TASK TO COMPLETE:
Collect every line below that contains the word "true".

------------------------------------------------------------

//! Compilation units and source discovery.

mod unity;

use std::path::{Path, PathBuf};
use std::time::SystemTime;

use walkdir::WalkDir;

use crate::error::{BuildError, BuildResult};

pub use unity::write_unity_chunks;

/// Source file extensions treated as translation units.
const SOURCE_EXTENSIONS: &[&str] = &["cpp", "cc", "cxx", "c"];

/// One translation unit and the outputs it produces.
#[derive(Clone, Debug, PartialEq, Eq, Hash)]
pub struct CompilationUnit {
    pub source: PathBuf,
    pub object: PathBuf,
    pub depfile: PathBuf,
}

impl CompilationUnit {
    pub fn new(
        source: impl Into<PathBuf>,
        object: impl Into<PathBuf>,
        depfile: impl Into<PathBuf>,
    ) -> Self {
        CompilationUnit {
            source: source.into(),
            object: object.into(),
            depfile: depfile.into(),
        }
    }

    /// Unit for `source`, with outputs in `obj_dir`.
    ///
    /// Outputs mirror the path relative to `root`, so `root/a/b.cpp` becomes
    /// `obj_dir/a/b.cpp.o` with depfile `obj_dir/a/b.cpp.d`. Distinct sources
    /// under one root therefore never share an object.
    pub fn for_source(source: &Path, root: &Path, obj_dir: &Path) -> Self {
        let relative = match source.strip_prefix(root) {
            Ok(relative) => relative.to_path_buf(),
            // Outside the root: keep only the file name.
            Err(_) => source.file_name().map(PathBuf::from).unwrap_or_default(),
        };
        let output = obj_dir.join(relative);
        CompilationUnit {
            source: source.to_path_buf(),
            object: with_suffix(&output, ".o"),
            depfile: with_suffix(&output, ".d"),
        }
    }

    /// Short display name: the source file name.
    pub fn name(&self) -> String {
        self.source
            .file_name()
            .map_or_else(|| self.source.display().to_string(), |n| n.to_string_lossy().into_owned())
    }
}

/// Find every source file under `dir`, sorted.
pub fn discover_sources(dir: &Path) -> BuildResult<Vec<PathBuf>> {
    if !dir.is_dir() {
        return Err(BuildError::missing(dir, "source directory"));
    }
    let mut sources = Vec::new();
    for entry in WalkDir::new(dir).follow_links(true) {
        let entry = entry.map_err(|e| {
            let path = e.path().unwrap_or(dir).to_path_buf();
            BuildError::io(path, e.into())
        })?;
        if entry.file_type().is_file() && is_source(entry.path()) {
            sources.push(entry.into_path());
        }
    }
    sources.sort();
    Ok(sources)
}

fn with_suffix(path: &Path, suffix: &str) -> PathBuf {
    let mut name = path.as_os_str().to_os_string();
    name.push(suffix);
    PathBuf::from(name)
}

fn is_source(path: &Path) -> bool {
    path.extension()
        .and_then(|e| e.to_str())
        .is_some_and(|e| SOURCE_EXTENSIONS.contains(&e))
}

/// Newest modification time of any file under `dir`.
///
/// Headers count as much as sources here; this backs the library fast path.
pub fn newest_mtime(dir: &Path) -> Option<SystemTime> {
    WalkDir::new(dir)
        .follow_links(true)
        .into_iter()
        .filter_map(Result::ok)
        .filter(|e| e.file_type().is_file())
        .filter_map(|e| e.metadata().ok()?.modified().ok())
        .max()
}

/// Units for `sources`, all rooted at `root` with outputs in `obj_dir`.
pub fn units_for(sources: &[PathBuf], root: &Path, obj_dir: &Path) -> Vec<CompilationUnit> {
    sources
        .iter()
        .map(|s| CompilationUnit::for_source(s, root, obj_dir))
        .collect()
}
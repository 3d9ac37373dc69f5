//! Content hashing for change detection.
//!
//! Hashes are persisted in metadata files, so they must be stable across
//! processes and releases. XXH3-64 is used throughout; hashes serialize as
//! 16-digit lowercase hex strings.

use std::fmt;
use std::fs::File;
use std::io::Read;
use std::path::Path;

use serde::{Deserialize, Serialize};
use xxhash_rust::xxh3::{xxh3_64, Xxh3};

use crate::error::{BuildError, BuildResult};

/// A stable 64-bit content hash.
#[derive(Copy, Clone, PartialEq, Eq, Hash, Serialize, Deserialize)]
#[serde(into = "String", try_from = "String")]
pub struct ContentHash(u64);

impl ContentHash {
    pub const fn new(value: u64) -> Self {
        ContentHash(value)
    }

    pub const fn value(self) -> u64 {
        self.0
    }

    pub fn to_hex(self) -> String {
        format!("{:016x}", self.0)
    }

    pub fn from_hex(s: &str) -> Option<Self> {
        if s.len() != 16 {
            return None;
        }
        u64::from_str_radix(s, 16).ok().map(ContentHash)
    }
}

impl fmt::Debug for ContentHash {
    fn fmt(&self, f: &mut fmt::Formatter<'_>) -> fmt::Result {
        write!(f, "ContentHash({})", &self.to_hex()[..8])
    }
}

impl fmt::Display for ContentHash {
    fn fmt(&self, f: &mut fmt::Formatter<'_>) -> fmt::Result {
        f.write_str(&self.to_hex())
    }
}

impl From<ContentHash> for String {
    fn from(hash: ContentHash) -> String {
        hash.to_hex()
    }
}

impl TryFrom<String> for ContentHash {
    type Error = String;

    fn try_from(s: String) -> Result<Self, Self::Error> {
        ContentHash::from_hex(&s).ok_or_else(|| format!("invalid content hash '{s}'"))
    }
}

pub fn hash_bytes(bytes: &[u8]) -> ContentHash {
    ContentHash(xxh3_64(bytes))
}

pub fn hash_string(s: &str) -> ContentHash {
    hash_bytes(s.as_bytes())
}

/// Hash a file's contents without reading it into memory at once.
pub fn hash_file(path: &Path) -> BuildResult<ContentHash> {
    let mut file = File::open(path).map_err(|e| BuildError::io(path, e))?;
    let mut hasher = Xxh3::new();
    let mut buf = [0u8; 8192];
    loop {
        let n = file.read(&mut buf).map_err(|e| BuildError::io(path, e))?;
        if n == 0 {
            break;
        }
        hasher.update(&buf[..n]);
    }
    Ok(ContentHash(hasher.digest()))
}

/// Combine several hashes; order matters.
pub fn combine_hashes(hashes: &[ContentHash]) -> ContentHash {
    let mut hasher = Xxh3::new();
    for hash in hashes {
        hasher.update(&hash.0.to_le_bytes());
    }
    ContentHash(hasher.digest())
}

/// Hash a flag set canonically: entries are sorted, then space-joined.
///
/// Two flag sets that differ only in order hash the same.
pub fn hash_flag_set<S: AsRef<str>>(flags: &[S]) -> ContentHash {
    let mut sorted: Vec<&str> = flags.iter().map(AsRef::as_ref).collect();
    sorted.sort_unstable();
    hash_string(&sorted.join(" "))
}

------------------------------------------------------------

WRITTEN SOLUTION:
    for entry in WalkDir::new(dir).follow_links(true) {
        .follow_links(true)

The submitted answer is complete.